Our vaccine candidate is easy to manufacture, extremely stable and elicits a powerful immune response”

“We were working with a protein that forms a multimeric particle resembling a virus but is completely safe, because it has no genetic material inside,” said Pascal Fender, expert virologist at CNRS. “Completely by chance, we discovered that this particle was incredibly stable even after months, without refrigeration.”

Using cryo-electron microscopy, the researchers validated the design of their molecule, which has a flexible, exposed surface. The vaccine was made with a synthetic protein scaffold.

ADDomer: Two views seen from a different angle of synthetic multiepitope display scaffold for next generation vaccines (credit: University of Bristol).

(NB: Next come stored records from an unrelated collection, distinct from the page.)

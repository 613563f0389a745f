//! API errors with structured JSON responses.

use axum::extract::multipart::MultipartError;
use axum::extract::rejection::{JsonRejection, PathRejection, QueryRejection};
use axum::http::StatusCode;
use axum::response::{IntoResponse, Response};
use axum::Json;
use clinic_core::ClinicError;
use serde::{Deserialize, Serialize};
use thiserror::Error;
use tracing::{error, warn};
use uuid::Uuid;

const GENERIC_MESSAGE: &str = "An internal error occurred";

/// Body of every error response.
#[derive(Debug, Serialize, Deserialize)]
pub struct ApiErrorResponse {
    /// Correlates the response with the server log line
    pub error_id: String,
    pub error_type: String,
    pub message: String,
    pub timestamp: chrono::DateTime<chrono::Utc>,
}

#[derive(Error, Debug)]
pub enum ApiError {
    #[error(transparent)]
    Core(#[from] ClinicError),

    #[error("authentication required")]
    Unauthorized,

    #[error("bad request: {0}")]
    BadRequest(String),

    #[error("internal error: {0}")]
    Internal(String),
}

impl ApiError {
    pub fn status_code(&self) -> StatusCode {
        match self {
            ApiError::Core(e) => match e {
                ClinicError::Validation { .. } => StatusCode::BAD_REQUEST,
                ClinicError::Authentication(_) => StatusCode::UNAUTHORIZED,
                ClinicError::NotFound(_) => StatusCode::NOT_FOUND,
                ClinicError::Conflict(_) => StatusCode::CONFLICT,
                ClinicError::Storage(s) if s.is_rejection() => StatusCode::UNPROCESSABLE_ENTITY,
                ClinicError::Storage(_) | ClinicError::Database(_) | ClinicError::Internal(_) => {
                    StatusCode::INTERNAL_SERVER_ERROR
                }
            },
            ApiError::Unauthorized => StatusCode::UNAUTHORIZED,
            ApiError::BadRequest(_) => StatusCode::BAD_REQUEST,
            ApiError::Internal(_) => StatusCode::INTERNAL_SERVER_ERROR,
        }
    }

    pub fn error_type(&self) -> &'static str {
        match self {
            ApiError::Core(e) => e.error_type(),
            ApiError::Unauthorized => "authentication_error",
            ApiError::BadRequest(_) => "bad_request",
            ApiError::Internal(_) => "internal_error",
        }
    }

    fn is_internal(&self) -> bool {
        match self {
            ApiError::Core(e) => e.is_internal(),
            ApiError::Internal(_) => true,
            _ => false,
        }
    }
}

impl IntoResponse for ApiError {
    fn into_response(self) -> Response {
        let error_id = Uuid::new_v4().to_string();
        let status = self.status_code();

        let message = if self.is_internal() {
            error!(
                error_id = %error_id,
                error_type = self.error_type(),
                error = %self,
                "Request failed"
            );
            GENERIC_MESSAGE.to_string()
        } else {
            if status == StatusCode::UNPROCESSABLE_ENTITY {
                warn!(error_id = %error_id, error = %self, "Upload rejected");
            }
            self.to_string()
        };

        let body = ApiErrorResponse {
            error_id,
            error_type: self.error_type().to_string(),
            message,
            timestamp: chrono::Utc::now(),
        };
        (status, Json(body)).into_response()
    }
}

impl From<JsonRejection> for ApiError {
    fn from(rejection: JsonRejection) -> Self {
        ApiError::BadRequest(rejection.body_text())
    }
}

impl From<QueryRejection> for ApiError {
    fn from(rejection: QueryRejection) -> Self {
        ApiError::BadRequest(rejection.body_text())
    }
}

impl From<PathRejection> for ApiError {
    fn from(rejection: PathRejection) -> Self {
        ApiError::BadRequest(rejection.body_text())
    }
}

impl From<MultipartError> for ApiError {
    fn from(e: MultipartError) -> Self {
        ApiError::BadRequest(e.body_text())
    }
}

impl From<tokio::task::JoinError> for ApiError {
    fn from(e: tokio::task::JoinError) -> Self {
        ApiError::Internal(format!("blocking task failed: {}", e))
    }
}
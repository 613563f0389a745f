//! Custom ledger categories alongside the built-in defaults.

use tracing::info;

use super::Ledger;
use crate::db;
use crate::models::{
    Category, CategoryOption, CategoryUpdate, Direction, DoctorId, NewCategory,
    DEFAULT_CATEGORY_COLOR,
};
use crate::validation;
use crate::ClinicError;

fn not_found(category_id: i64) -> ClinicError {
    ClinicError::NotFound(format!("category {}", category_id))
}

fn is_default(kind: Direction, name: &str) -> bool {
    kind.default_categories()
        .iter()
        .any(|d| d.eq_ignore_ascii_case(name))
}

fn clean_color(color: Option<&str>) -> Result<String, ClinicError> {
    match color.map(str::trim).filter(|c| !c.is_empty()) {
        Some(color) => validation::hex_color(color),
        None => Ok(DEFAULT_CATEGORY_COLOR.to_string()),
    }
}

impl<'a> Ledger<'a> {
    /// Category picker entries: defaults first, then active custom
    /// categories, for one kind or both.
    pub fn list_categories(
        &self,
        doctor: DoctorId,
        kind: Option<Direction>,
    ) -> Result<Vec<CategoryOption>, ClinicError> {
        let kinds: &[Direction] = match kind {
            Some(Direction::Income) => &[Direction::Income],
            Some(Direction::Expense) => &[Direction::Expense],
            None => &[Direction::Income, Direction::Expense],
        };
        let custom = self.db.list_categories(doctor, kind)?;

        let mut options = Vec::new();
        for &kind in kinds {
            options.extend(kind.default_categories().iter().map(|name| CategoryOption {
                name: name.to_string(),
                kind,
                is_default: true,
                id: None,
                color: DEFAULT_CATEGORY_COLOR.to_string(),
            }));
            options.extend(
                custom
                    .iter()
                    .filter(|c| c.kind == kind && c.is_active)
                    .map(|c| CategoryOption {
                        name: c.name.clone(),
                        kind,
                        is_default: false,
                        id: Some(c.id),
                        color: c.color.clone(),
                    }),
            );
        }
        Ok(options)
    }

    /// Every custom category, active or not, for management screens.
    pub fn list_custom_categories(
        &self,
        doctor: DoctorId,
        kind: Option<Direction>,
    ) -> Result<Vec<Category>, ClinicError> {
        Ok(self.db.list_categories(doctor, kind)?)
    }

    pub fn create_category(&self, doctor: DoctorId, input: &NewCategory) -> Result<Category, ClinicError> {
        let name = validation::required_max("name", &input.name, validation::MAX_CATEGORY_NAME_LEN)?;
        if is_default(input.kind, &name) {
            return Err(ClinicError::Conflict(format!(
                "{} is a built-in {} category",
                name, input.kind
            )));
        }
        let description = validation::optional(input.description.as_deref());
        let color = clean_color(input.color.as_deref())?;

        let category = self
            .db
            .insert_category(doctor, &name, description.as_deref(), input.kind, &color, db::now())
            .map_err(|e| {
                if e.is_unique_violation() {
                    ClinicError::Conflict(format!("category {} already exists", name))
                } else {
                    e.into()
                }
            })?;

        info!(doctor = %doctor, category_id = category.id, kind = %category.kind, "Created category");
        Ok(category)
    }

    /// Rename or recolor a custom category. A rename is carried over to the
    /// transactions and budgets that use the old name.
    pub fn update_category(
        &self,
        doctor: DoctorId,
        category_id: i64,
        update: &CategoryUpdate,
    ) -> Result<Category, ClinicError> {
        let name = validation::required_max("name", &update.name, validation::MAX_CATEGORY_NAME_LEN)?;
        let description = validation::optional(update.description.as_deref());
        let color = clean_color(update.color.as_deref())?;

        let tx = self.db.begin()?;
        let existing = self
            .db
            .get_category(doctor, category_id)?
            .ok_or_else(|| not_found(category_id))?;
        if is_default(existing.kind, &name) {
            return Err(ClinicError::Conflict(format!(
                "{} is a built-in {} category",
                name, existing.kind
            )));
        }

        self.db
            .update_category_row(doctor, category_id, &name, description.as_deref(), &color)
            .map_err(|e| {
                if e.is_unique_violation() {
                    ClinicError::Conflict(format!("category {} already exists", name))
                } else {
                    e.into()
                }
            })?;
        if existing.name != name {
            let renamed = self
                .db
                .rename_transaction_category(doctor, existing.kind, &existing.name, &name)?;
            if existing.kind == Direction::Expense {
                self.db.rename_budget_category(doctor, &existing.name, &name)?;
            }
            info!(doctor = %doctor, category_id, transactions = renamed, "Renamed category");
        }
        let category = self
            .db
            .get_category(doctor, category_id)?
            .ok_or_else(|| not_found(category_id))?;
        tx.commit()?;
        Ok(category)
    }

    /// Activate or deactivate; inactive categories are hidden from pickers
    /// but stay on existing transactions.
    pub fn set_category_active(
        &self,
        doctor: DoctorId,
        category_id: i64,
        active: bool,
    ) -> Result<Category, ClinicError> {
        if !self.db.set_category_active(doctor, category_id, active)? {
            return Err(not_found(category_id));
        }
        info!(doctor = %doctor, category_id, active, "Toggled category");
        self.db
            .get_category(doctor, category_id)?
            .ok_or_else(|| not_found(category_id))
    }

    pub fn toggle_category(&self, doctor: DoctorId, category_id: i64) -> Result<Category, ClinicError> {
        let existing = self
            .db
            .get_category(doctor, category_id)?
            .ok_or_else(|| not_found(category_id))?;
        self.set_category_active(doctor, category_id, !existing.is_active)
    }

    /// Delete a category no transaction uses. Categories in use can only
    /// be deactivated.
    pub fn delete_category(&self, doctor: DoctorId, category_id: i64) -> Result<(), ClinicError> {
        let tx = self.db.begin()?;
        let existing = self
            .db
            .get_category(doctor, category_id)?
            .ok_or_else(|| not_found(category_id))?;
        if self.db.category_in_use(doctor, existing.kind, &existing.name)? {
            return Err(ClinicError::Conflict(format!(
                "category {} is used by transactions; deactivate it instead",
                existing.name
            )));
        }
        self.db.delete_category_row(doctor, category_id)?;
        tx.commit()?;

        info!(doctor = %doctor, category_id, "Deleted category");
        Ok(())
    }
}

#[cfg(test)]
mod tests {
    use super::super::tests::{on, setup};
    use super::*;
    use crate::models::{Money, NewBudget, NewTransaction, TransactionFilter};

    fn new_category(name: &str, kind: Direction) -> NewCategory {
        NewCategory {
            name: name.to_string(),
            description: None,
            kind,
            color: None,
        }
    }

    #[test]
    fn test_list_merges_defaults_and_active_custom() {
        let (db, doctor) = setup();
        let ledger = Ledger::new(&db);

        let lab = ledger
            .create_category(doctor, &new_category("Lab", Direction::Expense))
            .unwrap();
        let old = ledger
            .create_category(doctor, &new_category("Old", Direction::Expense))
            .unwrap();
        ledger.set_category_active(doctor, old.id, false).unwrap();

        let expense = ledger.list_categories(doctor, Some(Direction::Expense)).unwrap();
        assert_eq!(expense.len(), crate::models::DEFAULT_EXPENSE_CATEGORIES.len() + 1);
        let custom: Vec<_> = expense.iter().filter(|o| !o.is_default).collect();
        assert_eq!(custom.len(), 1);
        assert_eq!(custom[0].id, Some(lab.id));
        assert_eq!(custom[0].color, DEFAULT_CATEGORY_COLOR);

        let income = ledger.list_categories(doctor, Some(Direction::Income)).unwrap();
        assert!(income.iter().all(|o| o.kind == Direction::Income));
    }

    #[test]
    fn test_duplicates_conflict() {
        let (db, doctor) = setup();
        let ledger = Ledger::new(&db);

        assert!(matches!(
            ledger.create_category(doctor, &new_category("rent", Direction::Expense)),
            Err(ClinicError::Conflict(_))
        ));
        ledger
            .create_category(doctor, &new_category("Lab", Direction::Expense))
            .unwrap();
        assert!(matches!(
            ledger.create_category(doctor, &new_category("Lab", Direction::Expense)),
            Err(ClinicError::Conflict(_))
        ));
        // same name as income is a different category
        assert!(ledger
            .create_category(doctor, &new_category("Lab", Direction::Income))
            .is_ok());
    }

    #[test]
    fn test_bad_color_rejected() {
        let (db, doctor) = setup();
        let ledger = Ledger::new(&db);
        let mut input = new_category("Lab", Direction::Expense);
        input.color = Some("red".into());
        assert!(matches!(
            ledger.create_category(doctor, &input),
            Err(ClinicError::Validation { ref field, .. }) if field == "color"
        ));
    }

    #[test]
    fn test_rename_carries_over() {
        let (db, doctor) = setup();
        let ledger = Ledger::new(&db);
        let lab = ledger
            .create_category(doctor, &new_category("Lab", Direction::Expense))
            .unwrap();
        ledger
            .record_transaction(
                doctor,
                &NewTransaction::new(Direction::Expense, "Lab", Money::from_major(10), on(2024, 5, 2)),
            )
            .unwrap();
        ledger
            .create_budget(
                doctor,
                &NewBudget {
                    category: "Lab".into(),
                    year: 2024,
                    month: 5,
                    monthly_limit: Money::from_major(100),
                    alert_threshold: None,
                },
            )
            .unwrap();

        let update = CategoryUpdate {
            name: "Laboratory".into(),
            description: None,
            color: Some("#AABBCC".into()),
        };
        let renamed = ledger.update_category(doctor, lab.id, &update).unwrap();
        assert_eq!(renamed.name, "Laboratory");
        assert_eq!(renamed.color, "#aabbcc");

        let filter = TransactionFilter {
            category: Some("Laboratory".into()),
            ..TransactionFilter::default()
        };
        assert_eq!(ledger.list_transactions(doctor, &filter).unwrap().len(), 1);
        assert_eq!(ledger.list_budgets(doctor, None).unwrap()[0].category, "Laboratory");
    }

    #[test]
    fn test_delete_blocked_while_in_use() {
        let (db, doctor) = setup();
        let ledger = Ledger::new(&db);
        let lab = ledger
            .create_category(doctor, &new_category("Lab", Direction::Expense))
            .unwrap();
        let unused = ledger
            .create_category(doctor, &new_category("Unused", Direction::Expense))
            .unwrap();
        ledger
            .record_transaction(
                doctor,
                &NewTransaction::new(Direction::Expense, "Lab", Money::from_major(10), on(2024, 5, 2)),
            )
            .unwrap();

        assert!(matches!(ledger.delete_category(doctor, lab.id), Err(ClinicError::Conflict(_))));
        ledger.delete_category(doctor, unused.id).unwrap();
        assert!(matches!(
            ledger.set_category_active(doctor, unused.id, true),
            Err(ClinicError::NotFound(_))
        ));
    }

    #[test]
    fn test_other_doctor_cannot_touch_category() {
        let (db, doctor) = setup();
        let other = db.insert_doctor("wilson", "h", "", None, db::now()).unwrap().id;
        let ledger = Ledger::new(&db);
        let lab = ledger
            .create_category(doctor, &new_category("Lab", Direction::Expense))
            .unwrap();

        let update = CategoryUpdate {
            name: "Mine".into(),
            description: None,
            color: None,
        };
        assert!(matches!(
            ledger.update_category(other, lab.id, &update),
            Err(ClinicError::NotFound(_))
        ));
        assert!(matches!(ledger.delete_category(other, lab.id), Err(ClinicError::NotFound(_))));
        assert!(ledger
            .list_categories(other, Some(Direction::Expense))
            .unwrap()
            .iter()
            .all(|o| o.is_default));
    }
}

The team also developed a computational approach to create an accurate digital model of the synthetic vaccine. University of Bristol IT specialist Christopher Woods explained: “We were able to process the large data sets obtained by the microscope on the cloud in a fraction of the time and at much lower cost than previously thought possible.”

In animal models, the researchers confirmed that their vaccine formulation has the potential to combat the chikungunya virus.

“We were thoroughly delighted,” said Imre Berger, Director of the Max Planck-Bristol Centre for Minimal Biology in Bristol. “Viruses are waiting to strike, and we need to have the tools ready to tackle this global threat. Our vaccine candidate is easy to manufacture, extremely stable and elicits a powerful immune response. It can be stored and transported without refrigeration to countries and patients where it is most needed. Intriguingly, we can now rapidly engineer similar vaccines to combat many other infectious diseases just as well.”

The findings were published in Science Advances.